Work request: Would you give again, exactly, the lines running from the line with "while extra.last() == Some(&0)" to the end of the data below, both included?

Records shown:

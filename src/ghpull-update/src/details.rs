//! Information card for a tracked artifact.

use chrono::{DateTime, Utc};
use serde::{Deserialize, Serialize};

use crate::kind::{ArtifactKind, InstalledArtifact};
use crate::release::Release;
use crate::source::RepositoryRef;

/// What the host shows when a user opens an artifact's details.
#[derive(Debug, Clone, PartialEq, Eq, Serialize, Deserialize)]
pub struct ArtifactDetails {
    pub kind: ArtifactKind,
    pub name: String,
    pub slug: String,
    pub author: String,
    pub author_url: String,
    pub homepage: String,
    /// Latest release tag, empty when the repository has no release
    pub version: String,
    pub release_url: String,
    pub last_updated: Option<DateTime<Utc>>,
    /// Release notes markup
    pub changelog: String,
    /// README contents, when the host has one on disk
    #[serde(skip_serializing_if = "Option::is_none")]
    pub readme: Option<String>,
    pub download_link: String,
}

impl ArtifactDetails {
    pub(crate) fn new(
        kind: ArtifactKind,
        slug: &str,
        installed: Option<&InstalledArtifact>,
        repo: &RepositoryRef,
        release: &Release,
        web_base: &str,
        download_link: String,
    ) -> Self {
        let name = installed
            .map(|a| a.name.clone())
            .filter(|n| !n.is_empty())
            .unwrap_or_else(|| repo.name().to_string());

        let author = if release.author_login.is_empty() {
            repo.owner().to_string()
        } else {
            release.author_login.clone()
        };

        Self {
            kind,
            name,
            slug: slug.to_string(),
            author,
            author_url: release.author_url.clone(),
            homepage: repo.homepage(web_base),
            version: release.tag_name.clone(),
            release_url: release.html_url.clone(),
            last_updated: release.updated_at.or(release.published_at),
            changelog: release.description_markup.clone(),
            readme: None,
            download_link,
        }
    }

    /// Author as HTML, linked when an http(s) profile URL is known.
    ///
    /// Both parts come from the release API and are escaped.
    pub fn author_link(&self) -> String {
        let author = escape_html(&self.author);
        let is_web_url = url::Url::parse(&self.author_url)
            .is_ok_and(|u| matches!(u.scheme(), "http" | "https"));
        if is_web_url {
            format!("<a href=\"{}\">{}</a>", escape_html(&self.author_url), author)
        } else {
            author
        }
    }
}

fn escape_html(text: &str) -> String {
    let mut escaped = String::with_capacity(text.len());
    for c in text.chars() {
        match c {
            '&' => escaped.push_str("&amp;"),
            '<' => escaped.push_str("&lt;"),
            '>' => escaped.push_str("&gt;"),
            '"' => escaped.push_str("&quot;"),
            '\'' => escaped.push_str("&#39;"),
            c => escaped.push(c),
        }
    }
    escaped
}
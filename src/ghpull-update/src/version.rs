//! Version parsing and comparison.
//!
//! Release tags are free-form, so parsing is lenient about a leading `v` and
//! the number of dotted components before handing the result to `semver`.
//! A tag that isn't a dotted number is incomparable and never offered as an
//! update.

use std::cmp::Ordering;

use semver::{Prerelease, Version};

/// Result of comparing two versions.
#[derive(Debug, Clone, Copy, PartialEq, Eq)]
pub enum VersionComparison {
    /// Current is older than target
    Older,
    /// Current equals target
    Equal,
    /// Current is newer than target
    Newer,
    /// At least one side is not a version
    Incomparable,
}

/// A release tag read as a semantic version.
///
/// Missing components are zero, so `1.2` equals `1.2.0`. Tags with more than
/// three components keep the rest in `extra`, ordered after the patch number.
#[derive(Debug, Clone, PartialEq, Eq)]
pub struct DottedVersion {
    version: Version,
    extra: Vec<u64>,
}

impl DottedVersion {
    pub fn is_prerelease(&self) -> bool {
        !self.version.pre.is_empty()
    }

    /// The first three components and the pre-release as a semver version.
    pub fn semver(&self) -> &Version {
        &self.version
    }

    /// Components past the patch number, without trailing zeros.
    pub fn extra(&self) -> &[u64] {
        &self.extra
    }
}

impl Ord for DottedVersion {
    fn cmp(&self, other: &Self) -> Ordering {
        let (a, b) = (&self.version, &other.version);
        a.major
            .cmp(&b.major)
            .then(a.minor.cmp(&b.minor))
            .then(a.patch.cmp(&b.patch))
            // trailing zeros are trimmed, so slice order matches zero padding
            .then_with(|| self.extra.cmp(&other.extra))
            .then_with(|| a.pre.cmp(&b.pre))
    }
}

impl PartialOrd for DottedVersion {
    fn partial_cmp(&self, other: &Self) -> Option<Ordering> {
        Some(self.cmp(other))
    }
}

/// Parse a version string, returning `None` if it isn't a dotted version.
pub fn parse_version(version: &str) -> Option<DottedVersion> {
    // Remove 'v' prefix if present
    let version = version.trim();
    let version = version
        .strip_prefix('v')
        .or_else(|| version.strip_prefix('V'))
        .unwrap_or(version);

    // Build metadata never affects ordering
    let version = version.split_once('+').map_or(version, |(v, _)| v);

    // Split by '-' to separate prerelease
    let (core, pre) = match version.split_once('-') {
        Some((_, "")) => return None,
        Some((core, pre)) => (core, Prerelease::new(pre).ok()?),
        None => (version, Prerelease::EMPTY),
    };

    let mut components = core
        .split('.')
        .map(|part| {
            if part.is_empty() || !part.bytes().all(|b| b.is_ascii_digit()) {
                None
            } else {
                part.parse::<u64>().ok()
            }
        })
        .collect::<Option<Vec<_>>>()?;

    let mut extra = components.split_off(components.len().min(3));
    while extra.last() == Some(&0) {
        extra.pop();
    }
    let component = |i: usize| components.get(i).copied().unwrap_or(0);

    let mut version = Version::new(component(0), component(1), component(2));
    version.pre = pre;
    Some(DottedVersion { version, extra })
}

/// Compare two version strings; `None` when either is not a version.
pub fn compare_versions(a: &str, b: &str) -> Option<Ordering> {
    Some(parse_version(a)?.cmp(&parse_version(b)?))
}

/// Classify `current` relative to `target`.
pub fn classify(current: &str, target: &str) -> VersionComparison {
    match compare_versions(current, target) {
        Some(Ordering::Less) => VersionComparison::Older,
        Some(Ordering::Equal) => VersionComparison::Equal,
        Some(Ordering::Greater) => VersionComparison::Newer,
        None => VersionComparison::Incomparable,
    }
}

/// True only when both strings are versions and `installed < remote_tag`.
pub fn is_update_available(installed: &str, remote_tag: &str) -> bool {
    let available = classify(installed, remote_tag) == VersionComparison::Older;
    if !available && parse_version(remote_tag).is_none() {
        tracing::debug!("Release tag '{}' is not a version, ignoring", remote_tag);
    }
    available
}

Exercise solution:
    while extra.last() == Some(&0) {
        extra.pop();
    }
    let component = |i: usize| components.get(i).copied().unwrap_or(0);

    let mut version = Version::new(component(0), component(1), component(2));
    version.pre = pre;
    Some(DottedVersion { version, extra })
}

/// Compare two version strings; `None` when either is not a version.
pub fn compare_versions(a: &str, b: &str) -> Option<Ordering> {
    Some(parse_version(a)?.cmp(&parse_version(b)?))
}

/// Classify `current` relative to `target`.
pub fn classify(current: &str, target: &str) -> VersionComparison {
    match compare_versions(current, target) {
        Some(Ordering::Less) => VersionComparison::Older,
        Some(Ordering::Equal) => VersionComparison::Equal,
        Some(Ordering::Greater) => VersionComparison::Newer,
        None => VersionComparison::Incomparable,
    }
}

/// True only when both strings are versions and `installed < remote_tag`.
pub fn is_update_available(installed: &str, remote_tag: &str) -> bool {
    let available = classify(installed, remote_tag) == VersionComparison::Older;
    if !available && parse_version(remote_tag).is_none() {
        tracing::debug!("Release tag '{}' is not a version, ignoring", remote_tag);
    }
    available
}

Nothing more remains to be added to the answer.